Born from the ashes of Cysto, Soundgazer is the new project of Voytek Iwasiuk. The album SCREEN FEEL is his last production as a solo act because Soundgazer are now three people. Comparing Soundgazer to Cystois evident that Voytek improved his skills into sound production and songwriting as the new project brings to the audience nine new e.b.m. tracks (tracks from 10 to 13 where included into Cysto's old CD) which are able to blend melody and rhythm in a convincing way ("Find" is a good example with that kind of stop and go moments where the song slows down a little just to start again its run). The only weak element left is his voice. If at first his angry but not distorted vocals can be seen as a distinctive element, after a couple of tracks it starts to be seen as the only thing that doesn't change into Soundgazer's sound. This vanishes a little the efforts he did into the creation of a nice musical background. If he would try to vary the vocals or recruit a new singer, the songs would gain a lot...
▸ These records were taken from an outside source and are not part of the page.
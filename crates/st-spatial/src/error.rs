//! Spatial-subsystem error type.

use thiserror::Error;

/// Errors produced by `st-spatial`.
#[derive(Debug, Error)]
pub enum SpatialError {
    #[error("a pathway needs at least 2 points, got {0}")]
    TooFewPoints(usize),

    #[error("pathway '{0}': {1}")]
    InvalidPath(String, Box<SpatialError>),

    #[error("path parse error: {0}")]
    Parse(String),

    #[error("I/O error: {0}")]
    Io(#[from] std::io::Error),
}

pub type SpatialResult<T> = Result<T, SpatialError>;
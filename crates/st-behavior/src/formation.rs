//! Formation rosters and the formation-keeping behavior.
//!
//! A [`FormationRegistry`] maps each leader to its followers in join order.
//! A follower's slot is its index in that roster; the slot becomes a
//! row/column offset behind the leader:
//!
//! ```text
//! n       = min(odd(line_size), roster_len)
//! column  = slot % n - n / 2          (centred on the leader)
//! row     = slot / n + 1
//! side    = column * spacing
//! back    = |side| * tan(angle) + row * spacing
//! target  = leader + right * side - forward * back
//! ```
//!
//! `right` and `forward` are the leader's heading flattened onto the XZ
//! plane, so the formation turns with its leader.

use glam::Vec3;

use st_core::math::approx_zero;
use st_core::{AgentRng, EntityId};

use crate::{BehaviorError, BehaviorResult, SteerContext, Steering};

#[cfg(feature = "fx-hash")]
type Map<K, V> = rustc_hash::FxHashMap<K, V>;
#[cfg(not(feature = "fx-hash"))]
type Map<K, V> = std::collections::HashMap<K, V>;

// ── FormationRegistry ─────────────────────────────────────────────────────────

/// Leader → followers, in join order.
#[derive(Default, Debug)]
pub struct FormationRegistry {
    rosters: Map<EntityId, Vec<EntityId>>,
}

impl FormationRegistry {
    pub fn new() -> Self {
        Self::default()
    }

    /// Add `follower` to `leader`'s roster and return its slot.  Joining
    /// twice keeps the original slot.
    pub fn join(&mut self, leader: EntityId, follower: EntityId) -> usize {
        let roster = self.rosters.entry(leader).or_default();
        match roster.iter().position(|&id| id == follower) {
            Some(slot) => slot,
            None => {
                roster.push(follower);
                roster.len() - 1
            }
        }
    }

    /// Remove `follower`; later followers move up one slot.
    pub fn leave(&mut self, leader: EntityId, follower: EntityId) -> bool {
        let Some(roster) = self.rosters.get_mut(&leader) else { return false };
        let Some(slot) = roster.iter().position(|&id| id == follower) else { return false };
        roster.remove(slot);
        if roster.is_empty() {
            self.rosters.remove(&leader);
        }
        true
    }

    pub fn slot(&self, leader: EntityId, follower: EntityId) -> Option<usize> {
        self.roster(leader).iter().position(|&id| id == follower)
    }

    pub fn roster(&self, leader: EntityId) -> &[EntityId] {
        self.rosters.get(&leader).map(Vec::as_slice).unwrap_or_default()
    }

    /// Number of leaders with at least one follower.
    pub fn len(&self) -> usize {
        self.rosters.len()
    }

    pub fn is_empty(&self) -> bool {
        self.rosters.is_empty()
    }
}

// ── Formation ─────────────────────────────────────────────────────────────────

/// Keep a slot in a leader's formation, slowing down on arrival.
#[derive(Clone, Debug)]
pub struct Formation {
    pub leader:           EntityId,
    /// Followers per row.  Even values are bumped to the next odd one.
    pub line_size:        usize,
    /// Distance between neighbouring slots, sideways and between rows.
    pub spacing:          f32,
    /// Within this distance of the slot the speed ramps down linearly.
    pub slowing_distance: f32,
    /// Sweep of the rows, in degrees.  `0` gives straight lines, larger
    /// values a V opening backwards.
    pub angle_degrees:    f32,
}

impl Formation {
    pub fn new(leader: EntityId) -> Self {
        Self {
            leader,
            line_size:        10,
            spacing:          2.0,
            slowing_distance: 3.0,
            angle_degrees:    0.0,
        }
    }

    pub fn line_size(mut self, n: usize) -> Self {
        self.line_size = n;
        self
    }

    pub fn spacing(mut self, spacing: f32) -> Self {
        self.spacing = spacing;
        self
    }

    pub fn slowing_distance(mut self, distance: f32) -> Self {
        self.slowing_distance = distance;
        self
    }

    pub fn angle_degrees(mut self, angle: f32) -> Self {
        self.angle_degrees = angle;
        self
    }

    /// Offset of `slot` from the leader, in the leader's frame: `x` to the
    /// right, `y` backwards.
    pub fn slot_offset(&self, slot: usize, roster_len: usize) -> (f32, f32) {
        let mut n = self.line_size.max(1);
        if n % 2 == 0 {
            n += 1;
        }
        let n = n.min(roster_len.max(1));
        let column = (slot % n) as f32 - (n / 2) as f32;
        let row = (slot / n + 1) as f32;
        let side = column * self.spacing;
        let back = side.abs() * self.angle_degrees.to_radians().tan() + row * self.spacing;
        (side, back)
    }
}

impl Steering for Formation {
    fn name(&self) -> &'static str {
        "formation"
    }

    fn calculate_force(&mut self, ctx: &SteerContext<'_>, _rng: &mut AgentRng) -> BehaviorResult<Vec3> {
        let Some(leader) = ctx.agent(self.leader) else { return Ok(Vec3::ZERO) };
        let me = ctx.me;
        let follower = me.entity.id;
        let slot = ctx
            .formations
            .slot(self.leader, follower)
            .ok_or(BehaviorError::NotInFormation { leader: self.leader, follower })?;
        let roster_len = ctx.formations.roster(self.leader).len();

        let forward = {
            let flat = Vec3::new(leader.forward().x, 0.0, leader.forward().z);
            flat.try_normalize().unwrap_or(Vec3::Z)
        };
        let right = forward.cross(Vec3::Y);
        let (side, back) = self.slot_offset(slot, roster_len);
        let target = leader.position() + right * side - forward * back;

        let offset = target - me.position();
        let distance = offset.length();
        if approx_zero(distance) {
            return Ok(-me.velocity());
        }
        let ramped = if self.slowing_distance > 0.0 {
            me.max_speed() * distance / self.slowing_distance
        } else {
            me.max_speed()
        };
        let clipped = ramped.min(me.max_speed());
        Ok(offset * (clipped / distance) - me.velocity())
    }

    fn on_attach(&mut self, owner: EntityId, formations: &mut FormationRegistry) {
        formations.join(self.leader, owner);
    }

    fn on_detach(&mut self, owner: EntityId, formations: &mut FormationRegistry) {
        formations.leave(self.leader, owner);
    }
}
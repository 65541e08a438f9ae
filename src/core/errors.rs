use thiserror::Error;
use uuid::Uuid;

/// Unified error type for the collapse job
#[derive(Debug, Error)]
pub enum CollapseError {
    /// Store I/O failures (connection loss, timeouts, rejected writes)
    #[error("Store operation failed: {operation} - {message}")]
    Store { operation: String, message: String },

    /// Embedded database errors
    #[error("Database error: {0}")]
    Database(#[from] sled::Error),

    /// Encoding or decoding of persisted rows
    #[error("Serialization failed ({format}): {message}")]
    Serialization { format: String, message: String },

    /// A single event that cannot take part in grouping
    #[error("Malformed event {id}: {reason}")]
    MalformedEvent { id: Uuid, reason: String },

    /// Configuration errors
    #[error("Configuration error: {message}")]
    Configuration {
        message: String,
        field: Option<String>,
    },

    /// Store acquisition gave up after exhausting its retry budget
    #[error("Could not acquire {what} after {attempts} attempts: {message}")]
    Connection {
        what: String,
        attempts: u32,
        message: String,
    },

    #[error(transparent)]
    Other(#[from] anyhow::Error),
}

impl CollapseError {
    /// Create a store error
    pub fn store<S: Into<String>, M: Into<String>>(operation: S, message: M) -> Self {
        Self::Store {
            operation: operation.into(),
            message: message.into(),
        }
    }

    /// Create a serialization error
    pub fn serialization<S: Into<String>, E: std::fmt::Display>(format: S, source: E) -> Self {
        Self::Serialization {
            format: format.into(),
            message: source.to_string(),
        }
    }

    /// Create a malformed event error
    pub fn malformed<R: Into<String>>(id: Uuid, reason: R) -> Self {
        Self::MalformedEvent {
            id,
            reason: reason.into(),
        }
    }

    /// Create a configuration error
    pub fn configuration<S: Into<String>>(message: S) -> Self {
        Self::Configuration {
            message: message.into(),
            field: None,
        }
    }

    /// Create a configuration error naming the offending field
    pub fn configuration_field<S: Into<String>, F: Into<String>>(message: S, field: F) -> Self {
        Self::Configuration {
            message: message.into(),
            field: Some(field.into()),
        }
    }

    /// Whether retrying the same operation later may succeed.
    pub fn is_transient(&self) -> bool {
        match self {
            Self::Store { .. } | Self::Database(_) => true,
            Self::Serialization { .. }
            | Self::MalformedEvent { .. }
            | Self::Configuration { .. }
            | Self::Connection { .. } => false,
            Self::Other(e) => !e.to_string().contains("fatal"),
        }
    }

    /// Get error category for logging
    pub fn category(&self) -> &'static str {
        match self {
            Self::Store { .. } => "store",
            Self::Database(_) => "database",
            Self::Serialization { .. } => "serialization",
            Self::MalformedEvent { .. } => "malformed_event",
            Self::Configuration { .. } => "configuration",
            Self::Connection { .. } => "connection",
            Self::Other(_) => "other",
        }
    }
}

/// Result type alias for convenience
pub type Result<T> = std::result::Result<T, CollapseError>;

impl From<serde_json::Error> for CollapseError {
    fn from(err: serde_json::Error) -> Self {
        Self::serialization("json", err)
    }
}

impl From<bincode::Error> for CollapseError {
    fn from(err: bincode::Error) -> Self {
        Self::serialization("bincode", err)
    }
}

impl From<serde_yaml::Error> for CollapseError {
    fn from(err: serde_yaml::Error) -> Self {
        Self::configuration(format!("invalid yaml: {}", err))
    }
}
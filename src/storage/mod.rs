//! Storage layer for the collapse job
//!
//! The job only talks to the event log through [`EventStore`]: ordered pages
//! in, duplicate flags and checkpoints out. `SledEventStore` is the embedded
//! implementation used for local runs and tests.

pub mod connect;
pub mod sled_store;

pub use connect::{acquire_with_retry, RetryPolicy};
pub use sled_store::{ContentFilter, SledEventStore};

use async_trait::async_trait;

use crate::core::errors::Result;
use crate::model::{DatasetCheckpoint, DatasetId, EventId, EventRow, Timestamp};

/// Narrow read/write interface over the query event log
#[async_trait]
pub trait EventStore: Send + Sync {
    /// Every dataset with at least one event
    async fn list_datasets(&self) -> Result<Vec<DatasetId>>;

    /// Up to `limit` non-duplicate rows passing the dataset content filter,
    /// ordered by `(created_at, query length)`. `since` is inclusive.
    async fn fetch_events(
        &self,
        dataset_id: DatasetId,
        since: Option<Timestamp>,
        limit: usize,
    ) -> Result<Vec<EventRow>>;

    /// Set `is_duplicate` on the given rows. Safe to repeat; unknown ids are ignored.
    async fn mark_duplicates(&self, ids: &[EventId]) -> Result<()>;

    /// Current watermark row for a dataset
    async fn get_checkpoint(&self, dataset_id: DatasetId) -> Result<Option<DatasetCheckpoint>>;

    /// Replace the watermark row for `checkpoint.dataset_id`
    async fn set_checkpoint(&self, checkpoint: &DatasetCheckpoint) -> Result<()>;

    /// Best-effort merge/flush hint after a dataset has been collapsed
    async fn compact(&self, _dataset_id: DatasetId) -> Result<()> {
        Ok(())
    }
}
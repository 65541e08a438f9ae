use anyhow::{bail, Context, Result};
use std::path::PathBuf;
use std::sync::Arc;
use tracing::{info, warn, Level};
use tracing_subscriber::FmtSubscriber;

use query_collapse::{
    acquire_with_retry, CollapseConfig, CollapseDriver, ContentFilter, EventStore, SledEventStore,
};

const CONFIG_ENV: &str = "COLLAPSE_CONFIG";
const DB_PATH_ENV: &str = "COLLAPSE_DB_PATH";
const DEFAULT_DB_PATH: &str = "collapse.db";

#[tokio::main]
async fn main() -> Result<()> {
    // Set up logging
    let subscriber = FmtSubscriber::builder()
        .with_max_level(Level::INFO)
        .finish();
    tracing::subscriber::set_global_default(subscriber)?;

    let config = match std::env::var_os(CONFIG_ENV) {
        Some(path) => CollapseConfig::from_file(&path)
            .with_context(|| format!("loading config from {:?}", path))?,
        None => CollapseConfig::default(),
    };

    let db_path = std::env::var_os(DB_PATH_ENV)
        .map(PathBuf::from)
        .or_else(|| config.db_path.clone())
        .unwrap_or_else(|| PathBuf::from(DEFAULT_DB_PATH));

    let filter = ContentFilter::new(config.excluded_search_types.clone());
    let store = acquire_with_retry(&config.retry_policy(), "event store", || {
        let path = db_path.clone();
        let filter = filter.clone();
        async move { SledEventStore::open(path, filter) }
    })
    .await
    .context("opening event store")?;
    let store: Arc<dyn EventStore> = Arc::new(store);

    let driver = CollapseDriver::new(store, config)?;

    // Stop between batches on Ctrl-C; finished batches keep their checkpoints
    let shutdown = driver.shutdown_signal();
    tokio::spawn(async move {
        if tokio::signal::ctrl_c().await.is_ok() {
            warn!("Interrupt received, stopping after the current batch");
            shutdown.trigger();
        }
    });

    let summary = driver.run().await?;
    info!("Run summary: {}", serde_json::to_string(&summary)?);

    if !summary.is_clean() {
        bail!(
            "{} of {} datasets failed to collapse",
            summary.datasets_failed,
            summary.reports.len()
        );
    }
    Ok(())
}
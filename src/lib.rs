//! Collapse search-as-you-type query sequences.
//!
//! Search UIs log one event per keystroke-triggered query, so a user typing
//! "cats" leaves `c`, `ca`, `cat`, `cats` in the log. This crate finds such
//! sequences and flags every event except the most complete one as a
//! duplicate, dataset by dataset, resuming from a persisted watermark.

// Core infrastructure modules
pub mod core {
    pub mod errors;
}

pub mod config;
pub mod model;

// Grouping pipeline
pub mod relatedness; // pairwise "same typing sequence" test
pub mod grouping; // windowed union-find and survivor selection

// Persistence and orchestration
pub mod storage;
pub mod checkpoint;
pub mod driver;

// Re-exports for convenience
pub use crate::core::errors::{CollapseError, Result};
pub use checkpoint::CheckpointManager;
pub use config::{CollapseConfig, CollapseConfigBuilder};
pub use driver::{CollapseDriver, DatasetOutcome, DatasetReport, RunSummary, ShutdownSignal};
pub use grouping::{SequenceGroup, SequenceGrouper};
pub use model::{DatasetCheckpoint, DatasetId, EventId, EventRow, QueryEvent, Timestamp};
pub use relatedness::Relatedness;
pub use storage::{acquire_with_retry, ContentFilter, EventStore, RetryPolicy, SledEventStore};
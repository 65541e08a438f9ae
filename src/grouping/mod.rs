//! Sequence grouping for one batch of time-ordered events.
//!
//! Related events inside a bounded look window are merged into connected
//! components with a [`DisjointSet`]. Each component keeps one survivor, the
//! most complete query, and every other member becomes a duplicate.
//!
//! A component can chain further than one time window (`a` near `b`, `b`
//! near `c`, `a` far from `c`). The survivor then only claims the members
//! within the time window of itself; the rest are re-partitioned along the
//! original relatedness edges and resolved on their own. That keeps every
//! flagged duplicate within one time window of the event that replaced it.

pub mod dsu;

pub use dsu::DisjointSet;

use std::collections::VecDeque;

use tracing::trace;

use crate::config::CollapseConfig;
use crate::model::{normalize, EventId, QueryEvent};
use crate::relatedness::Relatedness;

/// Default number of neighbouring rows compared in each direction
pub const DEFAULT_LOOK_WINDOW: usize = 10;

/// One resolved typing sequence inside a batch
#[derive(Debug, Clone, PartialEq, Eq)]
pub struct SequenceGroup {
    /// Batch positions of every member, ascending
    pub members: Vec<usize>,
    /// Batch position of the kept event
    pub survivor: usize,
    /// Ids of every member except the survivor
    pub duplicates: Vec<EventId>,
}

impl SequenceGroup {
    pub fn len(&self) -> usize {
        self.members.len()
    }

    pub fn is_empty(&self) -> bool {
        self.members.is_empty()
    }
}

/// Windowed union-find grouper
#[derive(Debug, Clone)]
pub struct SequenceGrouper {
    classifier: Relatedness,
    look_window: usize,
}

impl Default for SequenceGrouper {
    fn default() -> Self {
        Self::new(Relatedness::default(), DEFAULT_LOOK_WINDOW)
    }
}

impl SequenceGrouper {
    pub fn new(classifier: Relatedness, look_window: usize) -> Self {
        Self {
            classifier,
            look_window,
        }
    }

    pub fn from_config(config: &CollapseConfig) -> Self {
        Self::new(Relatedness::from_config(config), config.look_window)
    }

    pub fn classifier(&self) -> &Relatedness {
        &self.classifier
    }

    pub fn look_window(&self) -> usize {
        self.look_window
    }

    /// Ids to flag as duplicates in this batch
    ///
    /// `events` must be ordered by `(created_at, query length)`.
    pub fn duplicate_ids(&self, events: &[QueryEvent]) -> Vec<EventId> {
        self.group(events)
            .into_iter()
            .flat_map(|group| group.duplicates)
            .collect()
    }

    /// Partition the batch into typing sequences with two or more members
    pub fn group(&self, events: &[QueryEvent]) -> Vec<SequenceGroup> {
        if events.len() < 2 {
            return Vec::new();
        }

        let normalized: Vec<String> = events.iter().map(|e| normalize(&e.query)).collect();
        let lengths: Vec<usize> = normalized.iter().map(|q| q.chars().count()).collect();
        let mut dsu = DisjointSet::new(events.len());
        let mut neighbours: Vec<Vec<usize>> = vec![Vec::new(); events.len()];

        // Pairs are symmetric: the look-ahead of `i` is the look-behind of `j`,
        // so each pair within `look_window` positions is classified once.
        for i in 0..events.len() {
            let end = (i + self.look_window).min(events.len() - 1);
            for j in (i + 1)..=end {
                if !self
                    .classifier
                    .within_window(&events[i].created_at, &events[j].created_at)
                {
                    // time-ordered input: every later row is further away
                    break;
                }
                if self.classifier.related_text(&normalized[i], &normalized[j]) {
                    dsu.union(i, j);
                    neighbours[i].push(j);
                    neighbours[j].push(i);
                }
            }
        }

        let mut groups = Vec::new();
        for component in dsu.sets() {
            if component.len() < 2 {
                continue;
            }
            self.resolve_component(events, &lengths, &neighbours, component, &mut groups);
        }
        groups.sort_by_key(|group| group.members[0]);

        trace!(
            batch = events.len(),
            groups = groups.len(),
            "grouped typing sequences"
        );
        groups
    }

    fn resolve_component(
        &self,
        events: &[QueryEvent],
        lengths: &[usize],
        neighbours: &[Vec<usize>],
        component: Vec<usize>,
        groups: &mut Vec<SequenceGroup>,
    ) {
        let mut pending = vec![component];

        while let Some(members) = pending.pop() {
            if members.len() < 2 {
                continue;
            }
            let Some(survivor) = pick_survivor(events, lengths, &members) else {
                continue;
            };
            let survivor_at = events[survivor].created_at;

            let (claimed, rest): (Vec<usize>, Vec<usize>) = members
                .into_iter()
                .filter(|&m| m != survivor)
                .partition(|&m| self.classifier.within_window(&survivor_at, &events[m].created_at));

            if !claimed.is_empty() {
                let mut group_members = claimed.clone();
                group_members.push(survivor);
                group_members.sort_unstable();
                groups.push(SequenceGroup {
                    members: group_members,
                    survivor,
                    duplicates: claimed.iter().map(|&m| events[m].id).collect(),
                });
            }

            if rest.len() >= 2 {
                pending.extend(connected_subsets(&rest, neighbours, events.len()));
            }
        }
    }
}

/// Longest normalized query wins; ties go to the earliest event, then the
/// earliest batch position.
fn pick_survivor(events: &[QueryEvent], lengths: &[usize], members: &[usize]) -> Option<usize> {
    members.iter().copied().min_by(|&a, &b| {
        lengths[b]
            .cmp(&lengths[a])
            .then_with(|| events[a].created_at.cmp(&events[b].created_at))
            .then_with(|| a.cmp(&b))
    })
}

/// Split `subset` into the pieces still connected through `neighbours` edges
/// that stay inside `subset`.
fn connected_subsets(subset: &[usize], neighbours: &[Vec<usize>], len: usize) -> Vec<Vec<usize>> {
    let mut inside = vec![false; len];
    for &m in subset {
        inside[m] = true;
    }

    let mut pieces = Vec::new();
    let mut queue = VecDeque::new();
    for &start in subset {
        if !inside[start] {
            continue;
        }
        inside[start] = false;
        queue.push_back(start);
        let mut piece = Vec::new();
        while let Some(node) = queue.pop_front() {
            piece.push(node);
            for &next in &neighbours[node] {
                if inside[next] {
                    inside[next] = false;
                    queue.push_back(next);
                }
            }
        }
        piece.sort_unstable();
        pieces.push(piece);
    }
    pieces
}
- Maurizio Pustianaz Chain D.L.K 


Borrowing liberally from both hard alternative rock and modern dance influences, Toronto-based Soundgazer's particular brand of industrial is definitely on the more accessible end of the spectrum. Singer and multi-instrumentalist Voytek Iwasiuk, the project's creator, often aims for big, bombastic anthems, as on "Silent Scream," which layers hard-driving electric guitar over futuristic techno synths, but his vocal approach leaves something to be desired. Affected and overwrought, it mars the otherwise solid arrangements on moody ballad "Temporary State," though this album's title track, "Screen Feel," manages to sidestep the issue by utilizing more spoken vocals than singing. Also decent is "Find," an upbeat but more relaxed song not unlike Apoptygma Berzerk's more recent material. "Adds to You" takes a more experimental approach with progressive rock guitar solos and pulsing drum machines, like Pink Floyd by way of New Order, while the last third of the album, originally recorded in 2005, highlight Soundgazer's earlier, more trance-inspired sound. Of this material, "Shallow Air" is lovely progressive trance, "What Is" hints at more of a synthpop vibe, and "Place Only I Know" is intense and anthemic, though again, Iwasiuk's angst-filled vocal affectations can be somewhat distracting from the energized synthesizer harmonies. This is a decent album, but not a great one; Iwasiuk still hasn't quite discovered a vocal style to perfectly fit his music. The songwriting and the arrangements are there, though, so it should only be a matter of time before the elements start to coalesce.